Why does firewall-cmd throws error "ALREADY_ENABLED" but is the port not listed when calling firewall-cmd --list-ports?

Solution 1:

The command you say you ran affects the permanent configuration, not the running configuration. But you are listing the running configuration. That is why you don't see them.

You may list the permanent configuration to confirm that the rule has been added successfully.
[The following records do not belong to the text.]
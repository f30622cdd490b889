use axum::{
    extract::{Query, State},
    Json,
};
use serde::Deserialize;
use utoipa::IntoParams;

use crate::predict::{SatelliteConfig, SearchResult};
use crate::web::api::error::ApiResult;
use crate::web::api::station::StatusMessage;
use crate::web::auth::{require_permission, AuthenticatedUser};
use crate::web::config::Permission;
use crate::web::state::AppState;

#[derive(Debug, Deserialize, IntoParams)]
pub struct SearchQuery {
    /// Name or catalog id fragment, at least two characters.
    #[serde(default)]
    pub q: String,
}

#[utoipa::path(
    post,
    path = "/api/satellites",
    tag = "satellites",
    request_body(content = Object, description = "Catalog id → display name or settings object; non-numeric keys are kept but not tracked"),
    responses(
        (status = 200, description = "Configuration saved", body = StatusMessage),
        (status = 401, description = "Unauthorized"),
        (status = 403, description = "Forbidden")
    ),
    security(("api_key" = []))
)]
pub async fn save_satellites(
    State(state): State<AppState>,
    user: AuthenticatedUser,
    Json(satellites): Json<SatelliteConfig>,
) -> ApiResult<Json<StatusMessage>> {
    require_permission(&user, Permission::UpdateSatellites)?;

    // Stored as-is, but never tracked.
    for key in satellites.ignored_keys() {
        log::warn!("Ignoring non-numeric satellite key {:?}", key);
    }

    satellites.save(&state.config.satellites_file)?;
    log::info!(
        "{} saved {} tracked satellites",
        user.name,
        satellites.tracked_ids().len()
    );

    *state.satellite_config.write().await = satellites;
    state.retrack().await;
    state.refresh_ephemeris().await;

    Ok(Json(StatusMessage::new("saved")))
}

#[utoipa::path(
    get,
    path = "/api/search",
    tag = "satellites",
    params(SearchQuery),
    responses(
        (status = 200, description = "Up to 20 catalog matches", body = Vec<SearchResult>)
    )
)]
pub async fn search(
    State(state): State<AppState>,
    Query(query): Query<SearchQuery>,
) -> Json<Vec<SearchResult>> {
    let tracked = state.satellite_config.read().await.tracked_ids();
    let catalog = state.catalog.read().await;
    Json(catalog.search(&query.q, &tracked))
}
use axum::{
    extract::{Query, State},
    Json,
};
use chrono::{DateTime, Utc};
use serde::{Deserialize, Serialize};
use utoipa::{IntoParams, ToSchema};

use crate::predict::{sky_track, SkyPoint};
use crate::web::api::error::{ApiError, ApiResult, ErrorResponse};
use crate::web::state::AppState;

/// Longest sky track a single request may sample.
const MAX_SPAN_HOURS: i64 = 24;

#[derive(Debug, Deserialize, IntoParams)]
pub struct PolarQuery {
    pub sat_id: Option<u32>,
    /// Unix milliseconds.
    pub start: Option<f64>,
    /// Unix milliseconds.
    pub end: Option<f64>,
}

#[derive(Debug, Serialize, ToSchema)]
pub struct PolarResponse {
    pub sat_name: String,
    pub points: Vec<SkyPoint>,
}

#[utoipa::path(
    get,
    path = "/api/polar",
    tag = "predict",
    params(PolarQuery),
    responses(
        (status = 200, description = "Azimuth/elevation above the horizon every 10 s", body = PolarResponse),
        (status = 400, description = "Missing or invalid parameters", body = ErrorResponse),
        (status = 404, description = "Satellite not tracked", body = ErrorResponse)
    )
)]
pub async fn get_polar(
    State(state): State<AppState>,
    Query(query): Query<PolarQuery>,
) -> ApiResult<Json<PolarResponse>> {
    let (Some(sat_id), Some(start_ms), Some(end_ms)) = (query.sat_id, query.start, query.end) else {
        return Err(ApiError::Validation("Missing parameters".into()));
    };

    let start = from_unix_ms(start_ms)?;
    let end = from_unix_ms(end_ms)?;
    if end - start > chrono::Duration::hours(MAX_SPAN_HOURS) {
        return Err(ApiError::Validation(format!(
            "window longer than {} hours",
            MAX_SPAN_HOURS
        )));
    }

    let observer = state.observer().await;
    let satellites = state.tracked().await;
    if !satellites.iter().any(|s| s.norad_id == sat_id) {
        return Err(ApiError::NotFound("satellite_not_found"));
    }

    let response = tokio::task::spawn_blocking(move || {
        satellites
            .iter()
            .find(|s| s.norad_id == sat_id)
            .map(|sat| PolarResponse {
                sat_name: sat.name.clone(),
                points: sky_track(sat, &observer, start, end),
            })
    })
    .await?
    .ok_or(ApiError::NotFound("satellite_not_found"))?;

    Ok(Json(response))
}

fn from_unix_ms(ms: f64) -> ApiResult<DateTime<Utc>> {
    if !ms.is_finite() {
        return Err(ApiError::Validation("invalid timestamp".into()));
    }
    DateTime::from_timestamp_millis(ms as i64)
        .ok_or_else(|| ApiError::Validation("timestamp out of range".into()))
}
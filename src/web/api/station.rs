use axum::{extract::State, Json};
use chrono::{DateTime, Utc};
use serde::{Deserialize, Serialize};
use utoipa::ToSchema;

use crate::predict::{Observer, SatelliteConfig};
use crate::web::api::error::{ApiError, ApiResult, ErrorResponse};
use crate::web::auth::{require_permission, AuthenticatedUser};
use crate::web::config::Permission;
use crate::web::state::AppState;

#[derive(Debug, Serialize, ToSchema)]
pub struct Location {
    pub lat: f64,
    pub lon: f64,
    pub name: String,
}

#[derive(Debug, Serialize, ToSchema)]
pub struct StatusResponse {
    pub server_time: DateTime<Utc>,
    pub location: Location,
    pub tracking_count: usize,
    pub min_elevation: f64,
}

#[derive(Debug, Serialize, ToSchema)]
pub struct StationConfigResponse {
    pub latitude: f64,
    pub longitude: f64,
    pub altitude: f64,
    pub name: String,
    pub min_elevation: f64,
    #[schema(value_type = Object)]
    pub satellites: SatelliteConfig,
}

#[derive(Debug, Default, Deserialize, ToSchema)]
pub struct UpdateStationRequest {
    pub latitude: Option<f64>,
    pub longitude: Option<f64>,
    /// Metres above the ellipsoid.
    pub altitude: Option<f64>,
    pub min_elevation: Option<f64>,
}

#[derive(Debug, Serialize, ToSchema)]
pub struct StatusMessage {
    pub status: String,
}

impl StatusMessage {
    pub fn new(status: &str) -> Self {
        Self {
            status: status.to_string(),
        }
    }
}

#[utoipa::path(
    get,
    path = "/api/status",
    tag = "station",
    responses(
        (status = 200, description = "Server and station status", body = StatusResponse)
    )
)]
pub async fn status(State(state): State<AppState>) -> Json<StatusResponse> {
    let tracking_count = state.tracked().await.len();
    let station = state.station.read().await;

    Json(StatusResponse {
        server_time: Utc::now(),
        location: Location {
            lat: station.observer.latitude_deg,
            lon: station.observer.longitude_deg,
            name: station.name.clone(),
        },
        tracking_count,
        min_elevation: station.min_elevation,
    })
}

#[utoipa::path(
    get,
    path = "/api/config",
    tag = "station",
    responses(
        (status = 200, description = "Station settings and tracked satellites", body = StationConfigResponse)
    )
)]
pub async fn get_config(State(state): State<AppState>) -> Json<StationConfigResponse> {
    let satellites = state.satellite_config.read().await.clone();
    let station = state.station.read().await;

    Json(StationConfigResponse {
        latitude: station.observer.latitude_deg,
        longitude: station.observer.longitude_deg,
        altitude: station.observer.elevation_m,
        name: station.name.clone(),
        min_elevation: station.min_elevation,
        satellites,
    })
}

#[utoipa::path(
    post,
    path = "/api/config",
    tag = "station",
    request_body = UpdateStationRequest,
    responses(
        (status = 200, description = "Station updated", body = StatusMessage),
        (status = 400, description = "Value out of range", body = ErrorResponse),
        (status = 401, description = "Unauthorized"),
        (status = 403, description = "Forbidden")
    ),
    security(("api_key" = []))
)]
pub async fn update_config(
    State(state): State<AppState>,
    user: AuthenticatedUser,
    Json(request): Json<UpdateStationRequest>,
) -> ApiResult<Json<StatusMessage>> {
    require_permission(&user, Permission::UpdateConfig)?;

    let mut station = state.station.write().await;
    let (observer, min_elevation) = apply_update(&station.observer, station.min_elevation, &request)
        .map_err(ApiError::Validation)?;
    station.observer = observer;
    station.min_elevation = min_elevation;

    log::info!(
        "Station updated by {}: {:.4}, {:.4}, min elevation {}",
        user.name,
        observer.latitude_deg,
        observer.longitude_deg,
        min_elevation
    );

    Ok(Json(StatusMessage::new("updated")))
}

/// Validates the whole request before anything is replaced.
fn apply_update(
    current: &Observer,
    min_elevation: f64,
    request: &UpdateStationRequest,
) -> Result<(Observer, f64), String> {
    let latitude = request.latitude.unwrap_or(current.latitude_deg);
    let longitude = request.longitude.unwrap_or(current.longitude_deg);
    let altitude = request.altitude.unwrap_or(current.elevation_m);
    let min_elevation = request.min_elevation.unwrap_or(min_elevation);

    if !(-90.0..=90.0).contains(&latitude) {
        return Err(format!("latitude {} out of range", latitude));
    }
    if !(-180.0..=360.0).contains(&longitude) {
        return Err(format!("longitude {} out of range", longitude));
    }
    if !altitude.is_finite() {
        return Err("altitude must be finite".to_string());
    }
    if !(0.0..=90.0).contains(&min_elevation) {
        return Err(format!("min_elevation {} out of range", min_elevation));
    }

    Ok((Observer::new(latitude, longitude, altitude), min_elevation))
}

#[cfg(test)]
mod tests {
    use super::*;

    #[test]
    fn partial_update_keeps_other_fields() {
        let current = Observer::new(48.4, 8.75, 445.0);
        let request = UpdateStationRequest {
            min_elevation: Some(5.0),
            ..Default::default()
        };
        let (observer, min_el) = apply_update(&current, 10.0, &request).unwrap();
        assert_eq!(observer, current);
        assert_eq!(min_el, 5.0);
    }

    #[test]
    fn rejects_out_of_range_values() {
        let current = Observer::default();
        let request = UpdateStationRequest {
            latitude: Some(91.0),
            ..Default::default()
        };
        assert!(apply_update(&current, 10.0, &request).is_err());

        let request = UpdateStationRequest {
            min_elevation: Some(-1.0),
            ..Default::default()
        };
        assert!(apply_update(&current, 10.0, &request).is_err());
    }
}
firewall-cmd --list-all --permanent

You may add the rule to the running configuration instead:

firewall-cmd --zone=public --add-port=443/tcp

Or you may reload the running configuration from the permanent configuration:

firewall-cmd --reload

Also remember that firewalld has defined services for common ports, so it's not usually necessary to open them by number. For example, instead of opening ports 80/tcp and 443/tcp you could instead say:

firewall-cmd --zone=public --add-service=http
firewall-cmd --zone=public --add-service=https

Finally, when possible, it's better to change rules in the running configuration, verify that they are working, and then save the configuration, rather than the reverse. This allows you a way to revert if something goes wrong and you accidentally lock yourself out of the system.

You can save the running configuration to the permanent configuration by running:

firewall-cmd --runtime-to-permanent

(But some operations only work on the permanent configuration, such as creating new zones. For these you must use --permanent and then immediately --reload the firewall.)